The orphanage. 9 of the 25 children living there were awake and playing. 7 of the 9 are disabled and then there are two healthy babies. Parents of the disabled children brought them to the hospital waiting room and ran away. They left no information--no name, no age, nothing. These children wet their beds frequently. Here, they do the laundry by hand. 25 children wetting sheets approximately 4-5 times daily adds up to a lot of laundry--an impossible amount considering the limited staff and limited space on the clothes line. Also, it can't be raining when you wash clothes because then the clothes will never dry, which means clothes washing time is limited to 9am to 12am on any day when it doesn't start raining in the morning.
So?
The children sleep on mattresses with plastic coverings--no sheets. It's practical. It is the only thing they could do. If they used sheets, they would end up moldy in all the humidity. But, I can't stand to think about it.

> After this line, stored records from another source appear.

//! The resource base: field storage, hydration and URL derivation.
//!
//! [`Resource`] is the untyped key/value store every resource wraps.
//! [`ApiResource`] is implemented by each concrete type and derives its
//! collection and instance URLs from the type tag, the uid and an optional
//! [`ParentScope`].
//!
//! # URL derivation
//!
//! | resource | collection URL | instance URL |
//! |---|---|---|
//! | flat | `/{tag}s/` | `/{tag}s/{uid}/` |
//! | bound to a parent | `{parent}/{tag}s/` | `{parent}/{tag}s/{key}/` when a secondary key is set, else flat |
//! | singleton ([`User`](crate::rest::resources::User)) | `/user/` | `/user/` |
//!
//! # Example
//!
//! ```rust
//! use sense_api::rest::ApiResource;
//! use sense_api::rest::resources::{Feed, Node};
//!
//! let feed = Feed::new("abc");
//! assert_eq!(feed.instance_url().unwrap(), "/feeds/abc/");
//!
//! let motion = Node::new("n1").feeds().unwrap().with_key("motion").unwrap();
//! assert_eq!(motion.instance_url().unwrap(), "/nodes/n1/feeds/motion/");
//! ```

use std::collections::BTreeMap;
use std::fmt;

use serde::{Serialize, Serializer};
use serde_json::{Map, Value};

use crate::rest::value::{coerce, FieldValue};
use crate::rest::ResourceError;

/// Fields that hold the primary identifier and cannot be set directly.
const UID_FIELDS: [&str; 2] = ["uid", "id"];

/// The parent a resource is bound to.
///
/// Captures only what URL derivation needs, never the parent itself.
#[derive(Clone, Debug, PartialEq, Eq)]
pub struct ParentScope {
    object: &'static str,
    uid: Option<String>,
    instance_url: String,
}

impl ParentScope {
    /// Captures the scope of a parent resource.
    ///
    /// # Errors
    ///
    /// Returns [`ResourceError::Configuration`] if the parent cannot be addressed.
    pub fn of<P: ApiResource>(parent: &P) -> Result<Self, ResourceError> {
        Ok(Self {
            object: P::NAME,
            uid: parent.uid().map(str::to_string),
            instance_url: parent.instance_url()?,
        })
    }

    /// Returns the type name of the parent.
    #[must_use]
    pub const fn object(&self) -> &'static str {
        self.object
    }

    /// Returns the uid of the parent, if it had one.
    #[must_use]
    pub fn uid(&self) -> Option<&str> {
        self.uid.as_deref()
    }

    /// Returns the instance URL of the parent.
    #[must_use]
    pub fn instance_url(&self) -> &str {
        &self.instance_url
    }
}

/// An untyped resource: a uid, coerced fields and an optional parent scope.
///
/// Also used directly as the fallback for unknown discriminators.
#[derive(Clone, Debug, Default, PartialEq)]
pub struct Resource {
    uid: Option<String>,
    fields: BTreeMap<String, FieldValue>,
    parent: Option<ParentScope>,
}

impl Resource {
    /// Creates an empty resource with no uid.
    #[must_use]
    pub fn new() -> Self {
        Self::default()
    }

    /// Creates an addressable handle carrying only a uid.
    #[must_use]
    pub fn with_uid(uid: impl Into<String>) -> Self {
        Self {
            uid: Some(uid.into()),
            ..Self::default()
        }
    }

    /// Binds this resource to a parent.
    #[must_use]
    pub fn with_parent(mut self, parent: ParentScope) -> Self {
        self.parent = Some(parent);
        self
    }

    /// Builds a resource from a JSON object.
    ///
    /// # Errors
    ///
    /// Returns [`ResourceError::Parse`] if a date field cannot be parsed.
    pub fn hydrate(values: &Map<String, Value>) -> Result<Self, ResourceError> {
        let mut resource = Self::default();
        resource.refresh_from(values)?;
        Ok(resource)
    }

    /// Replaces every field with the coerced contents of `values`.
    ///
    /// The uid is taken from `uid` (or `id`) only when none is set yet, and the
    /// parent scope is kept. Nothing is modified when coercion fails.
    ///
    /// # Errors
    ///
    /// Returns [`ResourceError::Parse`] if a date field cannot be parsed.
    pub fn refresh_from(&mut self, values: &Map<String, Value>) -> Result<(), ResourceError> {
        let fields = values
            .iter()
            .map(|(key, raw)| coerce(key, raw).map(|value| (key.clone(), value)))
            .collect::<Result<BTreeMap<_, _>, _>>()?;

        if self.uid.is_none() {
            self.uid = UID_FIELDS
                .iter()
                .find_map(|key| values.get(*key).and_then(uid_from_json));
        }
        self.fields = fields;
        Ok(())
    }

    /// Returns the uid, if set.
    #[must_use]
    pub fn uid(&self) -> Option<&str> {
        self.uid.as_deref()
    }

    /// Returns the parent scope, if bound.
    #[must_use]
    pub const fn parent(&self) -> Option<&ParentScope> {
        self.parent.as_ref()
    }

    /// Returns a field value.
    #[must_use]
    pub fn get(&self, field: &str) -> Option<&FieldValue> {
        self.fields.get(field)
    }

    /// Returns `true` if the field is present.
    #[must_use]
    pub fn contains(&self, field: &str) -> bool {
        self.fields.contains_key(field)
    }

    /// Iterates over all fields in key order.
    pub fn fields(&self) -> impl Iterator<Item = (&str, &FieldValue)> {
        self.fields.iter().map(|(k, v)| (k.as_str(), v))
    }

    /// Sets a field, returning the previous value.
    ///
    /// # Errors
    ///
    /// Returns [`ResourceError::Configuration`] for `uid` and `id`; the uid
    /// cannot change once set.
    pub fn set(
        &mut self,
        field: impl Into<String>,
        value: impl Into<FieldValue>,
    ) -> Result<Option<FieldValue>, ResourceError> {
        let field = field.into();
        if UID_FIELDS.contains(&field.as_str()) {
            return Err(ResourceError::Configuration {
                resource: "Resource",
                reason: format!("field '{field}' holds the uid and cannot be set"),
            });
        }
        Ok(self.fields.insert(field, value.into()))
    }

    /// Removes a field, returning its value.
    pub fn remove(&mut self, field: &str) -> Option<FieldValue> {
        self.fields.remove(field)
    }

    /// Converts back to a JSON object, including the uid.
    #[must_use]
    pub fn to_json(&self) -> Value {
        let mut map: Map<String, Value> = self
            .fields
            .iter()
            .map(|(k, v)| (k.clone(), v.to_json()))
            .collect();
        if let Some(uid) = &self.uid {
            map.insert("uid".to_string(), Value::String(uid.clone()));
        }
        Value::Object(map)
    }

    /// Writes the uid, or `<name>` for a resource without one.
    pub(crate) fn fmt_as(&self, name: &str, f: &mut fmt::Formatter<'_>) -> fmt::Result {
        match &self.uid {
            Some(uid) => f.write_str(uid),
            None => write!(f, "<{name} {}>", Value::Object(self.fields_json())),
        }
    }

    fn fields_json(&self) -> Map<String, Value> {
        self.fields
            .iter()
            .map(|(k, v)| (k.clone(), v.to_json()))
            .collect()
    }
}

fn uid_from_json(value: &Value) -> Option<String> {
    match value {
        Value::String(s) if !s.is_empty() => Some(s.clone()),
        Value::Number(n) => Some(n.to_string()),
        _ => None,
    }
}

impl Serialize for Resource {
    fn serialize<S: Serializer>(&self, serializer: S) -> Result<S::Ok, S::Error> {
        self.to_json().serialize(serializer)
    }
}

impl fmt::Display for Resource {
    fn fmt(&self, f: &mut fmt::Formatter<'_>) -> fmt::Result {
        self.fmt_as(<Self as ApiResource>::NAME, f)
    }
}

/// A resource type of the Sen.se API.
///
/// Implementors wrap a [`Resource`] and declare their discriminator tag; the
/// trait derives the REST addresses from it. Operations are added by the
/// capability traits ([`Readable`](crate::rest::Readable),
/// [`Listable`](crate::rest::Listable), [`Writable`](crate::rest::Writable),
/// [`Deletable`](crate::rest::Deletable)).
///
/// # Associated Constants
///
/// - `NAME`: The type name used in errors and display (e.g., "Node")
/// - `OBJECT`: The discriminator tag (e.g., "node"); `None` for the untyped resource
/// - `SECONDARY_KEY`: A field that addresses the resource under its parent
pub trait ApiResource: Clone + fmt::Debug + fmt::Display + Send + Sync + Sized {
    /// The type name (e.g., "Node").
    const NAME: &'static str;

    /// The discriminator tag, `None` for the untyped resource.
    const OBJECT: Option<&'static str>;

    /// Field that addresses a parent-bound instance in place of its uid.
    const SECONDARY_KEY: Option<&'static str> = None;

    /// Wraps an untyped resource.
    fn from_resource(resource: Resource) -> Self;

    /// Returns the underlying resource.
    fn resource(&self) -> &Resource;

    /// Returns the underlying resource mutably.
    fn resource_mut(&mut self) -> &mut Resource;

    /// Creates an addressable handle by uid. No request is made.
    #[must_use]
    fn new(uid: impl Into<String>) -> Self {
        Self::from_resource(Resource::with_uid(uid))
    }

    /// Creates an empty instance with no uid.
    #[must_use]
    fn empty() -> Self {
        Self::from_resource(Resource::new())
    }

    /// Builds an instance from a JSON object.
    ///
    /// # Errors
    ///
    /// Returns [`ResourceError::Parse`] if a date field cannot be parsed.
    fn hydrate(values: &Map<String, Value>) -> Result<Self, ResourceError> {
        Resource::hydrate(values).map(Self::from_resource)
    }

    /// Returns the uid, if set.
    fn uid(&self) -> Option<&str> {
        self.resource().uid()
    }

    /// Returns a field value.
    fn get(&self, field: &str) -> Option<&FieldValue> {
        self.resource().get(field)
    }

    /// Sets a field, returning the previous value.
    ///
    /// # Errors
    ///
    /// Returns [`ResourceError::Configuration`] for `uid` and `id`.
    fn set(
        &mut self,
        field: impl Into<String>,
        value: impl Into<FieldValue>,
    ) -> Result<Option<FieldValue>, ResourceError> {
        self.resource_mut().set(field, value)
    }

    /// Returns the lowercased, percent-encoded tag.
    ///
    /// # Errors
    ///
    /// Returns [`ResourceError::NotSupported`] for the untyped resource.
    fn class_name() -> Result<String, ResourceError> {
        Self::OBJECT
            .map(|object| urlencoding::encode(&object.to_lowercase()).into_owned())
            .ok_or(ResourceError::NotSupported {
                resource: Self::NAME,
                operation: "class_name",
            })
    }

    /// Returns the flat collection URL, `/{tag}s/`.
    ///
    /// # Errors
    ///
    /// Returns [`ResourceError::NotSupported`] for the untyped resource.
    fn class_url() -> Result<String, ResourceError> {
        Ok(format!("/{}s/", Self::class_name()?))
    }

    /// Returns the collection URL, nested under the parent when bound.
    ///
    /// # Errors
    ///
    /// Returns [`ResourceError::NotSupported`] for the untyped resource.
    fn collection_url(&self) -> Result<String, ResourceError> {
        match self.resource().parent() {
            Some(parent) => Ok(format!(
                "{}{}s/",
                parent.instance_url(),
                Self::class_name()?
            )),
            None => Self::class_url(),
        }
    }

    /// Returns the instance URL of this resource.
    ///
    /// # Errors
    ///
    /// Returns [`ResourceError::Configuration`] if the resource cannot be addressed.
    fn instance_url(&self) -> Result<String, ResourceError> {
        self.instance_url_for(None)
    }

    /// Returns the instance URL, addressed by `uid` when given.
    ///
    /// A parent-bound resource with its secondary key set and no explicit
    /// `uid` resolves under the parent; every other case resolves flat by uid.
    ///
    /// # Errors
    ///
    /// Returns [`ResourceError::Configuration`] when neither `uid`, the stored
    /// uid, nor a parent with a secondary key is available. Empty strings
    /// count as missing.
    fn instance_url_for(&self, uid: Option<&str>) -> Result<String, ResourceError> {
        let uid = uid.filter(|uid| !uid.is_empty());
        if uid.is_none() {
            if let Some(key) = scoped_key::<Self>(self) {
                let key = urlencoding::encode(key);
                return Ok(format!("{}{key}/", self.collection_url()?));
            }
        }

        let uid = uid
            .or_else(|| self.uid().filter(|uid| !uid.is_empty()))
            .ok_or_else(|| ResourceError::Configuration {
                resource: Self::NAME,
                reason: "no uid and no parent-scoped key".to_string(),
            })?;

        Ok(format!("{}{}/", Self::class_url()?, urlencoding::encode(uid)))
    }

    /// Converts back to a JSON object.
    fn to_json(&self) -> Value {
        self.resource().to_json()
    }
}

/// Returns the secondary key value when the resource is bound to a parent.
fn scoped_key<T: ApiResource>(resource: &T) -> Option<&str> {
    resource.resource().parent()?;
    let field = T::SECONDARY_KEY?;
    resource
        .get(field)
        .and_then(FieldValue::as_str)
        .filter(|key| !key.is_empty())
}

impl ApiResource for Resource {
    const NAME: &'static str = "Resource";
    const OBJECT: Option<&'static str> = None;

    fn from_resource(resource: Resource) -> Self {
        resource
    }

    fn resource(&self) -> &Resource {
        self
    }

    fn resource_mut(&mut self) -> &mut Resource {
        self
    }
}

Also, the humidity carries the smell of urine and body odor through the air. I'm used to that smell in nursing homes and in the hospital setting, but for some reason the combination of the smell and my despondence made my stomach rancid and made my head throb.
Nothing I can do in that orphanage will offer any prolonged improvement for the children.

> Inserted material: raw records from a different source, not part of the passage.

//! Query parameters.
//!
//! Parameters are a JSON object. Before transmission the `expand` key is
//! renamed to `expand[]`, the convention the API uses to request eager
//! loading of a relation, and arrays are flattened into repeated keys.

use serde_json::{Map, Value};

use crate::clients::flatten_object;

/// Request parameters, as a JSON object.
pub type Params = Map<String, Value>;

const EXPAND: &str = "expand";
const EXPAND_WIRE: &str = "expand[]";

/// Renames `expand` to `expand[]`; every other key passes through.
///
/// # Example
///
/// ```rust
/// use sense_api::rest::expand;
/// use serde_json::json;
///
/// let params = json!({"expand": ["a", "b"], "limit": 5});
/// let params = expand(params.as_object().unwrap().clone());
/// assert_eq!(serde_json::Value::Object(params), json!({"expand[]": ["a", "b"], "limit": 5}));
/// ```
#[must_use]
pub fn expand(mut params: Params) -> Params {
    if let Some(value) = params.remove(EXPAND) {
        params.insert(EXPAND_WIRE.to_string(), value);
    }
    params
}

/// Converts parameters to query pairs, after [`expand`].
#[must_use]
pub fn to_query_pairs(params: Params) -> Vec<(String, String)> {
    flatten_object(&expand(params))
}
//! Event resource implementation.

use crate::rest::{ApiResource, FieldValue};

resource_type!(
    /// An event of a feed.
    ///
    /// Events have no top-level endpoint; they are listed and created through
    /// [`Feed::events`](crate::rest::resources::Feed::events).
    Event, "event"
);

impl Event {
    /// Returns the event payload.
    #[must_use]
    pub fn data(&self) -> Option<&FieldValue> {
        self.get("data")
    }
}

It feels ridiculous for me to hug, rock, sing, play, and tickle for a few hours every day and then leave 3 months later.
And, because of that, I should be spending every spare minute I have in that orphanage, channeling any leftover energy to share love and human interaction with children who are starving for it.
But, I couldn't do it. Not even for a full 3 hours. It was too much. I was depleted after 1 hour and I had to push myself to be able to stay another hour and 30 minutes.

I don't like "can't." I don't believe in it. I like to push myself--to stretch, to test my limits. That is why I run long distance, why I ran a marathon.

But I could not. I pushed till my mind went dry and then I escaped to my room to think and feel nothing for a full ten minutes. Then, I bawled my eyes red.
I know what failure feels like, what insufficiency is. I couldn't do it.